- [PROBLEM DESCRIPTION]
Look through the records below, and whenever a line contains "needs", copy it.

:::

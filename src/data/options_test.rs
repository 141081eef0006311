use super::*;

use std::collections::HashSet;

static CONFIGS: [&QuestionnaireConfig; 4] = [&ARRANGEMENT, &TOILETING, &DAILY_LIVING, &COMMUNICATION];

#[test]
fn option_ids_are_unique_within_each_list() {
    for config in CONFIGS {
        let mut seen = HashSet::new();
        for option in config.options {
            assert!(seen.insert(option.id), "duplicate id {} in {}", option.id, config.name);
        }
    }
}

#[test]
fn radio_group_names_are_unique() {
    let names: HashSet<_> = CONFIGS.iter().map(|c| c.name).collect();
    assert_eq!(names.len(), CONFIGS.len());
}

#[test]
fn arrangement_list_has_no_other_escape() {
    assert!(ARRANGEMENT.options.iter().all(|o| o.id != OTHER_OPTION_ID));
}

#[test]
fn other_entry_is_last_where_present() {
    for config in [&TOILETING, &DAILY_LIVING, &COMMUNICATION] {
        let last = config.options.last().expect("non-empty option list");
        assert_eq!(last.id, OTHER_OPTION_ID, "in {}", config.name);
        assert!(last.description.is_none());
    }
}

#[test]
fn prompt_strings_are_distinct_per_config() {
    for config in CONFIGS {
        assert_ne!(config.prompts.none, config.prompts.choose);
        assert_ne!(config.prompts.choose, config.prompts.empty);
        assert_ne!(config.prompts.none, config.prompts.empty);
    }
}
//! Additional Information page: the questionnaire and considerations grid.

use leptos::prelude::*;

use crate::components::notes_cell::NotesCell;
use crate::components::questionnaire::QuestionnaireGroup;
use crate::data::options;

/// Additional Information page — four gated questionnaires in the classroom
/// column, with static playground/lunchroom consideration cells alongside
/// and a full-width comments cell at the end.
#[component]
pub fn AdditionalInfoPage() -> impl IntoView {
    let arrangement = &options::ARRANGEMENT;
    let toileting = &options::TOILETING;
    let daily_living = &options::DAILY_LIVING;
    let communication = &options::COMMUNICATION;

    view! {
        <section class="additional-info" aria-labelledby="additional-information-heading">
            <h2 id="additional-information-heading">"Additional Information"</h2>

            <div class="additional-info__table" role="group" aria-label="Additional information grid">
                <div class="additional-info__header additional-info__header--classroom">
                    <h3>"Classroom Arrangement"</h3>
                </div>
                <div class="additional-info__header additional-info__header--environment">
                    <h3>"Environmental Considerations"</h3>
                </div>

                <div class="additional-info__subheader">"Playground"</div>
                <div class="additional-info__subheader">"Lunchroom"</div>

                <div class="additional-info__cell additional-info__cell--classroom">
                    <QuestionnaireGroup config=arrangement/>
                </div>
                <div class="additional-info__cell">
                    <NotesCell
                        id="playground-arrangement"
                        label="Are there playground supports or considerations to note?"
                        placeholder="Describe supervision, equipment, safety, or accessibility needs"
                        rows=6
                    />
                </div>
                <div class="additional-info__cell">
                    <NotesCell
                        id="lunchroom-arrangement"
                        label="Are there lunchroom supports or considerations to note?"
                        placeholder="Describe dietary, seating, or supervision needs"
                        rows=6
                    />
                </div>

                <div class="additional-info__cell additional-info__cell--classroom">
                    <QuestionnaireGroup config=toileting/>
                </div>
                <div class="additional-info__cell">
                    <NotesCell
                        id="playground-toileting"
                        label="Playground considerations"
                        placeholder="Note restroom access, supervision plans, or transition routines during recess"
                    />
                </div>
                <div class="additional-info__cell">
                    <NotesCell
                        id="lunchroom-toileting"
                        label="Lunchroom considerations"
                        placeholder="Describe supports during lunch, snacks, or hygiene after meals"
                    />
                </div>

                <div class="additional-info__cell additional-info__cell--classroom">
                    <QuestionnaireGroup config=daily_living/>
                </div>
                <div class="additional-info__cell">
                    <NotesCell
                        id="playground-daily-living"
                        label="Playground considerations"
                        placeholder="Note supports for snacks, outerwear, or transitions during recess"
                    />
                </div>
                <div class="additional-info__cell">
                    <NotesCell
                        id="lunchroom-daily-living"
                        label="Lunchroom considerations"
                        placeholder="Describe feeding supports, seating, or adaptive equipment"
                    />
                </div>

                <div class="additional-info__cell additional-info__cell--classroom">
                    <QuestionnaireGroup config=communication/>
                </div>
                <div class="additional-info__cell">
                    <NotesCell
                        id="playground-communication"
                        label="Playground considerations"
                        placeholder="Explain how communication devices are protected or used outdoors"
                    />
                </div>
                <div class="additional-info__cell">
                    <NotesCell
                        id="lunchroom-communication"
                        label="Lunchroom considerations"
                        placeholder="Describe communication supports during meals or group conversations"
                    />
                </div>

                <div class="additional-info__cell additional-info__cell--full">
                    <NotesCell
                        id="additional-notes"
                        label="Additional comments or considerations"
                        placeholder="Include transportation plans, behavior supports, or other environmental notes"
                        rows=6
                    />
                </div>
            </div>
        </section>
    }
}
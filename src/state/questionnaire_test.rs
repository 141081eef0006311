use super::*;

use crate::data::options::SummaryPrompts;

static OPTIONS: &[OptionItem] = &[
    OptionItem {
        id: "pref-seating",
        label: "Preferential seating",
        description: None,
    },
    OptionItem {
        id: "alt-seating",
        label: "Alternative seating",
        description: Some("Wobble stools, standing desks, cushions."),
    },
    OptionItem {
        id: "other",
        label: "Other (describe)",
        description: None,
    },
];

static PROMPTS: SummaryPrompts = SummaryPrompts {
    none: "No supports required.",
    choose: "Select all that apply.",
    empty: "Nothing selected.",
};

fn yes_state() -> QuestionnaireState {
    QuestionnaireState {
        gate: Gate::Yes,
        ..QuestionnaireState::default()
    }
}

// =============================================================
// build_summary
// =============================================================

#[test]
fn summary_is_none_message_while_gate_unset() {
    let state = QuestionnaireState::default();
    assert_eq!(build_summary(&state, OPTIONS, &PROMPTS), PROMPTS.none);
}

#[test]
fn summary_is_none_message_when_gate_no_regardless_of_selections() {
    let mut state = yes_state();
    state.toggle("pref-seating");
    state.other_text = "custom".to_owned();
    state.gate = Gate::No;
    assert_eq!(build_summary(&state, OPTIONS, &PROMPTS), PROMPTS.none);
}

#[test]
fn summary_prompts_to_choose_when_nothing_entered() {
    let state = yes_state();
    assert_eq!(build_summary(&state, OPTIONS, &PROMPTS), PROMPTS.choose);
}

#[test]
fn summary_prompts_to_choose_when_other_text_is_whitespace_only() {
    let mut state = yes_state();
    state.other_text = "   ".to_owned();
    assert_eq!(build_summary(&state, OPTIONS, &PROMPTS), PROMPTS.choose);
}

#[test]
fn summary_falls_back_when_only_other_chosen_with_blank_text() {
    let mut state = yes_state();
    state.toggle("other");
    assert_eq!(build_summary(&state, OPTIONS, &PROMPTS), PROMPTS.empty);
}

#[test]
fn summary_joins_labels_in_option_list_order() {
    let mut state = yes_state();
    // Insertion order is the reverse of the option list's declared order.
    state.toggle("alt-seating");
    state.toggle("pref-seating");
    assert_eq!(
        build_summary(&state, OPTIONS, &PROMPTS),
        "Preferential seating, Alternative seating"
    );
}

#[test]
fn summary_uses_trimmed_other_text() {
    let mut state = yes_state();
    state.toggle("other");
    state.other_text = "  custom note  ".to_owned();
    assert_eq!(build_summary(&state, OPTIONS, &PROMPTS), "custom note");
}

#[test]
fn summary_appends_other_text_after_option_labels() {
    let mut state = yes_state();
    state.toggle("pref-seating");
    state.toggle("other");
    state.other_text = "weighted lap pad".to_owned();
    assert_eq!(
        build_summary(&state, OPTIONS, &PROMPTS),
        "Preferential seating, weighted lap pad"
    );
}

#[test]
fn summary_ignores_other_text_when_other_not_chosen() {
    let mut state = yes_state();
    state.toggle("pref-seating");
    state.other_text = "stray text".to_owned();
    assert_eq!(build_summary(&state, OPTIONS, &PROMPTS), "Preferential seating");
}

// =============================================================
// toggle
// =============================================================

#[test]
fn toggle_twice_restores_membership() {
    let mut state = yes_state();
    state.toggle("pref-seating");
    assert!(state.is_chosen("pref-seating"));
    state.toggle("pref-seating");
    assert!(!state.is_chosen("pref-seating"));
}

#[test]
fn toggling_other_off_clears_text_and_readding_does_not_restore() {
    let mut state = yes_state();
    state.toggle("other");
    state.other_text = "held text".to_owned();

    state.toggle("other");
    assert!(state.other_text.is_empty());

    state.toggle("other");
    assert!(state.is_chosen("other"));
    assert!(state.other_text.is_empty());
}

#[test]
fn toggling_regular_option_off_leaves_other_text_alone() {
    let mut state = yes_state();
    state.toggle("other");
    state.other_text = "kept".to_owned();
    state.toggle("pref-seating");
    state.toggle("pref-seating");
    assert_eq!(state.other_text, "kept");
}

// =============================================================
// set_gate
// =============================================================

#[test]
fn gate_no_clears_selections_and_text() {
    let mut state = yes_state();
    state.toggle("alt-seating");
    state.other_text = "x".to_owned();

    state.set_gate(Gate::No);
    assert_eq!(state.gate, Gate::No);
    assert!(state.chosen.is_empty());
    assert!(state.other_text.is_empty());
}

#[test]
fn gate_back_to_yes_does_not_restore_cleared_state() {
    let mut state = yes_state();
    state.toggle("alt-seating");
    state.other_text = "x".to_owned();

    state.set_gate(Gate::No);
    state.set_gate(Gate::Yes);
    assert_eq!(state.gate, Gate::Yes);
    assert!(state.chosen.is_empty());
    assert!(state.other_text.is_empty());
}

#[test]
fn gate_yes_leaves_existing_selections_untouched() {
    let mut state = yes_state();
    state.toggle("alt-seating");
    state.other_text = "note".to_owned();

    state.set_gate(Gate::Yes);
    assert!(state.is_chosen("alt-seating"));
    assert_eq!(state.other_text, "note");
}

// =============================================================
// shows_other_input
// =============================================================

#[test]
fn other_input_shown_iff_other_chosen() {
    let mut state = yes_state();
    assert!(!state.shows_other_input());
    state.toggle("other");
    assert!(state.shows_other_input());
}

#[test]
fn other_input_hidden_when_gate_yes_but_other_not_chosen() {
    let mut state = yes_state();
    state.toggle("pref-seating");
    assert!(!state.shows_other_input());
}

:::

- [RESPONSE BELOW]
                        placeholder="Describe supervision, equipment, safety, or accessibility needs"
                        placeholder="Describe dietary, seating, or supervision needs"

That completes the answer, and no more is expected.